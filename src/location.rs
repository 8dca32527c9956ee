// Copyright 2025 Chris Custine
//
// Licensed under the Apache License, Version 2.0 (the "License");
// you may not use this file except in compliance with the License.
// You may obtain a copy of the License at
//
//     http://www.apache.org/licenses/LICENSE-2.0
//
// Unless required by applicable law or agreed to in writing, software
// distributed under the License is distributed on an "AS IS" BASIS,
// WITHOUT WARRANTIES OR CONDITIONS OF ANY KIND, either express or implied.
// See the License for the specific language governing permissions and
// limitations under the License.

//! The location every lookup of a session runs against.

use severe_client::outlook::validate_coordinates;
use severe_client::CoordinateError;

use crate::config::AppConfig;

/// Result of selecting a preset city.
#[derive(Debug, Clone, Copy, PartialEq, Eq)]
pub enum PresetOutcome {
    Applied,
    /// The preset is already the current location.
    Unchanged,
    Unknown,
}

/// Current location label and coordinates.
#[derive(Debug, Clone, PartialEq)]
pub struct LocationState {
    label: String,
    latitude: f64,
    longitude: f64,
}

impl LocationState {
    /// Start from the location saved in the configuration.
    pub fn from_config(config: &AppConfig) -> Self {
        Self {
            label: config.city_key.clone(),
            latitude: config.latitude,
            longitude: config.longitude,
        }
    }

    pub fn label(&self) -> &str {
        &self.label
    }

    /// `(lat, lon)` of the current location.
    pub fn coordinates(&self) -> (f64, f64) {
        (self.latitude, self.longitude)
    }

    /// Switch to a preset city. Unknown names leave the location alone.
    pub fn apply_preset(&mut self, config: &AppConfig, name: &str) -> PresetOutcome {
        let Some(preset) = config.preset(name) else {
            return PresetOutcome::Unknown;
        };
        if preset.name == self.label {
            return PresetOutcome::Unchanged;
        }
        self.label.clone_from(&preset.name);
        self.latitude = preset.latitude;
        self.longitude = preset.longitude;
        PresetOutcome::Applied
    }

    /// Use an arbitrary point, labelled for display.
    pub fn set_custom(&mut self, label: impl Into<String>, latitude: f64, longitude: f64) -> Result<(), CoordinateError> {
        validate_coordinates(latitude, longitude)?;
        self.label = label.into();
        self.latitude = latitude;
        self.longitude = longitude;
        Ok(())
    }

    /// Write the location back into the configuration.
    pub fn store(&self, config: &mut AppConfig) {
        config.city_key.clone_from(&self.label);
        config.latitude = self.latitude;
        config.longitude = self.longitude;
    }
}

#[cfg(test)]
mod tests {
    use super::*;

    #[test]
    fn test_starts_from_config() {
        let state = LocationState::from_config(&AppConfig::default());
        assert_eq!(state.label(), "Norman, OK");
        assert_eq!(state.coordinates(), (35.2226, -97.4395));
    }

    #[test]
    fn test_apply_preset() {
        let config = AppConfig::default();
        let mut state = LocationState::from_config(&config);

        assert_eq!(state.apply_preset(&config, "Norman, OK"), PresetOutcome::Unchanged);
        assert_eq!(state.apply_preset(&config, "Atlantis"), PresetOutcome::Unknown);
        assert_eq!(state.label(), "Norman, OK");

        assert_eq!(state.apply_preset(&config, "dallas, tx"), PresetOutcome::Applied);
        assert_eq!(state.label(), "Dallas, TX");
        assert_eq!(state.coordinates(), (32.7767, -96.7970));
    }

    #[test]
    fn test_set_custom_validates() {
        let mut state = LocationState::from_config(&AppConfig::default());
        assert!(state.set_custom("Nowhere", 95.0, 0.0).is_err());
        assert_eq!(state.label(), "Norman, OK");

        state.set_custom("Moore, OK", 35.3395, -97.4867).unwrap();
        assert_eq!(state.label(), "Moore, OK");
    }

    #[test]
    fn test_store_round_trips_through_config() {
        let mut config = AppConfig::default();
        let mut state = LocationState::from_config(&config);
        state.set_custom("Moore, OK", 35.3395, -97.4867).unwrap();
        state.store(&mut config);

        assert_eq!(config.city_key, "Moore, OK");
        assert_eq!(LocationState::from_config(&config), state);
    }
}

##########

» **TASK DIRECTIONS**
The answer is a number only: how many lines of the data above include "Debug"?

» **TASK ANSWER**
2